About this exercise:
Below are lines of data, and only some are wanted. Please repeat exactly those from the line that has "after the disputed step." through the line that has "if index & (1".

Collected data:
+--

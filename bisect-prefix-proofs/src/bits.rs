//! Bit position queries over `u64`.
//!
//! Both queries are meaningless on zero, and the verification loop reaches
//! them with attacker-influenced sizes, so they return errors instead of
//! panicking.

use crate::error::PrefixProofError;

/// Position of the least significant set bit.
pub fn least_significant_bit(x: u64) -> Result<u64, PrefixProofError> {
    if x == 0 {
        return Err(PrefixProofError::CannotBeZero);
    }
    Ok(u64::from(x.trailing_zeros()))
}

/// Position of the most significant set bit.
pub fn most_significant_bit(x: u64) -> Result<u64, PrefixProofError> {
    if x == 0 {
        return Err(PrefixProofError::CannotBeZero);
    }
    Ok(63 - u64::from(x.leading_zeros()))
}
//! Typed units and request shapes for the provider.
//!
//! Heights, batches, opcode indices and step sizes are all `u64` on the
//! wire; distinct newtypes keep them from being swapped in the mapper's
//! mixed-radix arithmetic.

use std::fmt::{self, Write as _};

use bisect_hash::Hash;

macro_rules! unit_u64 {
    ($(#[$doc:meta])* $name:ident) => {
        $(#[$doc])*
        #[derive(Debug, Clone, Copy, Default, PartialEq, Eq, PartialOrd, Ord, Hash)]
        pub struct $name(pub u64);

        impl fmt::Display for $name {
            fn fmt(&self, f: &mut fmt::Formatter<'_>) -> fmt::Result {
                self.0.fmt(f)
            }
        }

        impl From<u64> for $name {
            fn from(v: u64) -> Self {
                $name(v)
            }
        }
    };
}

unit_u64! {
    /// A leaf index within one challenge level.
    Height
}
unit_u64! {
    /// A batch number of L2 messages.
    Batch
}
unit_u64! {
    /// A flat index into a machine's opcode sequence.
    OpcodeIndex
}
unit_u64! {
    /// How many opcodes one collected hash spans.
    StepSize
}

/// The challenge level a commitment request is resolved at.
#[derive(Debug, Clone, Copy, PartialEq, Eq)]
pub enum ChallengeLevel {
    /// The top level, over ranges of L2 messages.
    Block,
    /// Any deeper level, over ranges of machine opcodes.
    SubChallenge,
}

/// A request for a history commitment at some challenge level.
///
/// `upper_challenge_origin_heights` holds one height per enclosing
/// challenge level, deepest last; its length selects the level the request
/// resolves at. Empty means the block level.
#[derive(Debug, Clone, PartialEq, Eq)]
pub struct HistoryCommitmentRequest {
    /// Root of the WASM module the machines execute.
    pub wasm_module_root: Hash,
    /// First batch of the claimed range.
    pub from_batch: Batch,
    /// Batch the claimed range must not reach past.
    pub batch_limit: Batch,
    /// Origin height at each enclosing challenge level.
    pub upper_challenge_origin_heights: Vec<Height>,
    /// Height the committed range starts from at the block level.
    pub from_height: Height,
    /// Last height to commit to; `None` commits up to the level's maximum.
    pub up_to_height: Option<Height>,
}

/// Instructions for one machine hash collection run.
///
/// Identical configs describe identical collections, so the string form of
/// a config doubles as the dedup key for in-flight collection runs.
#[derive(Debug, Clone, PartialEq, Eq)]
pub struct HashCollectorConfig {
    /// Root of the WASM module the machine executes.
    pub wasm_module_root: Hash,
    /// First batch of the assertion the collection belongs to.
    pub from_batch: Batch,
    /// Height within the block challenge where the rivals diverge.
    pub block_challenge_height: Height,
    /// Heights at the machine challenge levels above the collected one,
    /// deepest last. The block level is not included.
    pub step_heights: Vec<Height>,
    /// How many hashes to collect.
    pub num_desired_hashes: u64,
    /// Opcode index of the first collected state.
    pub machine_start_index: OpcodeIndex,
    /// Opcode distance between consecutive collected states.
    pub step_size: StepSize,
}

impl HashCollectorConfig {
    /// Canonical string form, used to collapse concurrent identical
    /// collections into one run.
    pub fn cache_key(&self) -> String {
        let mut key = String::new();
        let _ = write!(key, "{}/{}/{}/", self.wasm_module_root, self.from_batch, self.block_challenge_height);
        for height in &self.step_heights {
            let _ = write!(key, "{height}/");
        }
        let _ = write!(
            key,
            "{}/{}/{}",
            self.num_desired_hashes, self.machine_start_index, self.step_size
        );
        key
    }
}

/// Everything needed to submit a one-step proof on chain.
#[derive(Debug, Clone, PartialEq, Eq)]
pub struct OneStepData {
    /// Machine state hash before the disputed step.
    pub before_hash: Hash,
    /// Machine state hash after the disputed step.
    pub after_hash: Hash,
    /// Serialized execution proof for the step.
    pub proof: Vec<u8>,
}
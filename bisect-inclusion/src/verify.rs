//! Proof-side root recomputation.

use bisect_hash::{Hash, hash_leaf, hash_node};

use crate::error::InclusionError;

/// Recompute a merkle root from an inclusion proof, the leaf's index and
/// the raw (unhashed) leaf.
///
/// The leaf is re-hashed first; bit `i` of `index` decides whether the
/// running hash sits left or right of `proof[i]`. Matches the on-chain
/// verifier, which caps proofs at 256 nodes.
pub fn calculate_root_from_proof(
    proof: &[Hash],
    index: u64,
    leaf: &Hash,
) -> Result<Hash, InclusionError> {
    if proof.len() > 256 {
        return Err(InclusionError::ProofTooLong);
    }
    let mut h = hash_leaf(leaf);
    for (i, node) in proof.iter().enumerate() {
        if index & (1 << i) == 0 {
            h = hash_node(&h, node);
        } else {
            h = hash_node(node, &h);
        }
    }
    Ok(h)
}
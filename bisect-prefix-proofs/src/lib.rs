//! Merkle expansion prefix proof verification.
//!
//! A possibly incomplete binary tree decomposes uniquely into complete
//! subtrees, one or zero per level, mirroring the binary representation of
//! its size. A *merkle expansion* records the root of each complete
//! subtree by level; folding the expansion yields the tree's root.
//!
//! A prefix proof shows that one commitment covers a prefix of the leaves
//! of another. The verifier starts from the prefix tree's expansion and
//! appends complete subtrees, always the largest legal one, until the tree
//! reaches the claimed post size, then compares roots. Appending follows
//! binary addition: a subtree may only land at or below the tree's lowest
//! complete subtree, and carries propagate upward.
//!
//! This logic must stay bit-for-bit equivalent to the on-chain tree
//! library, which performs the same verification for challenge moves. The
//! generation side lives in `bisect-history`, which additionally
//! understands virtual padding; everything it emits must verify here.

#![warn(missing_docs)]

mod bits;
mod error;
mod expansion;
mod verify;

pub use bits::{least_significant_bit, most_significant_bit};
pub use error::PrefixProofError;
pub use expansion::{MAX_LEVEL, append_complete_subtree, append_leaf, root, tree_size};
pub use verify::{VerifyPrefixProofConfig, maximum_append_between, verify_prefix_proof};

+--

Exercise answer:
    /// Machine state hash after the disputed step.
    pub after_hash: Hash,
    /// Serialized execution proof for the step.
    pub proof: Vec<u8>,
}
filename bisect-inclusion/src/verify.rs
//! Proof-side root recomputation.

use bisect_hash::{Hash, hash_leaf, hash_node};

use crate::error::InclusionError;

/// Recompute a merkle root from an inclusion proof, the leaf's index and
/// the raw (unhashed) leaf.
///
/// The leaf is re-hashed first; bit `i` of `index` decides whether the
/// running hash sits left or right of `proof[i]`. Matches the on-chain
/// verifier, which caps proofs at 256 nodes.
pub fn calculate_root_from_proof(
    proof: &[Hash],
    index: u64,
    leaf: &Hash,
) -> Result<Hash, InclusionError> {
    if proof.len() > 256 {
        return Err(InclusionError::ProofTooLong);
    }
    let mut h = hash_leaf(leaf);
    for (i, node) in proof.iter().enumerate() {
        if index & (1 << i) == 0 {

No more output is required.